(Saved entries)

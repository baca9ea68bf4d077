//! # Retry ceiling for failed node updates.
//!
//! [`RetryPolicy`] decides, after a failed attempt, whether the node goes back to
//! the queue (with backoff) or is dropped.
//!
//! ```text
//! Err(e) ──► e.is_retryable()? ──no──► Drop
//!                 │
//!                yes
//!                 ▼
//!        requeues < max_retries? ──no──► Drop
//!                 │
//!                yes ──► Requeue
//! ```

use crate::error::UpdateError;

/// Outcome of [`RetryPolicy::decide`].
#[derive(Clone, Copy, Debug, PartialEq, Eq)]
pub enum RetryDecision {
    /// Put the node back with a rate-limited delay.
    Requeue,
    /// Give up on the node and report a permanent failure.
    Drop,
}

/// How many times a failing node is requeued before it is dropped.
#[derive(Clone, Copy, Debug, PartialEq, Eq)]
pub struct RetryPolicy {
    /// Requeues allowed per node before it is dropped. `0` drops on first failure.
    pub max_retries: u32,
}

impl Default for RetryPolicy {
    /// Five requeues, like the upstream controller.
    fn default() -> Self {
        Self { max_retries: 5 }
    }
}

impl RetryPolicy {
    /// Creates a policy with the given ceiling.
    pub fn new(max_retries: u32) -> Self {
        Self { max_retries }
    }

    /// Decides what to do with a node that failed after `requeues` previous requeues.
    pub fn decide(&self, requeues: u32, err: &UpdateError) -> RetryDecision {
        if err.is_retryable() && requeues < self.max_retries {
            RetryDecision::Requeue
        } else {
            RetryDecision::Drop
        }
    }
}
//! Deduplicating, rate-limited work queue.
//!
//! ## Contents
//! - [`WorkQueue`]   set-semantics queue with pending / processing / dirty tracking
//! - [`RateLimiter`] source of requeue delays and per-key failure counts
//! - [`ItemBackoffLimiter`], [`BucketLimiter`], [`MaxOfLimiter`] built-in limiters
//!
//! The queue is generic over its key; the pool uses node names (`String`).

mod rate_limiter;
mod work_queue;

pub use rate_limiter::{
    BucketLimiter, ItemBackoffLimiter, MaxOfLimiter, RateLimiter, default_controller_limiter,
};
pub use work_queue::WorkQueue;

# [What is expected]
Each line from the top of the entries above through the line containing "RetryDecision::Requeue" must be transcribed exactly, and no other line may appear.

# [Answer to the exercise]
repository baca9ea68bf4d077
//! # Retry ceiling for failed node updates.
//!
//! [`RetryPolicy`] decides, after a failed attempt, whether the node goes back to
//! the queue (with backoff) or is dropped.
//!
//! ```text
//! Err(e) ──► e.is_retryable()? ──no──► Drop
//!                 │
//!                yes
//!                 ▼
//!        requeues < max_retries? ──no──► Drop
//!                 │
//!                yes ──► Requeue
//! ```

use crate::error::UpdateError;

/// Outcome of [`RetryPolicy::decide`].
#[derive(Clone, Copy, Debug, PartialEq, Eq)]
pub enum RetryDecision {
    /// Put the node back with a rate-limited delay.
    Requeue,
    /// Give up on the node and report a permanent failure.
    Drop,
}

/// How many times a failing node is requeued before it is dropped.
#[derive(Clone, Copy, Debug, PartialEq, Eq)]
pub struct RetryPolicy {
    /// Requeues allowed per node before it is dropped. `0` drops on first failure.
    pub max_retries: u32,
}

impl Default for RetryPolicy {
    /// Five requeues, like the upstream controller.
    fn default() -> Self {
        Self { max_retries: 5 }
    }
}

impl RetryPolicy {
    /// Creates a policy with the given ceiling.
    pub fn new(max_retries: u32) -> Self {
        Self { max_retries }
    }

    /// Decides what to do with a node that failed after `requeues` previous requeues.
    pub fn decide(&self, requeues: u32, err: &UpdateError) -> RetryDecision {
        if err.is_retryable() && requeues < self.max_retries {
            RetryDecision::Requeue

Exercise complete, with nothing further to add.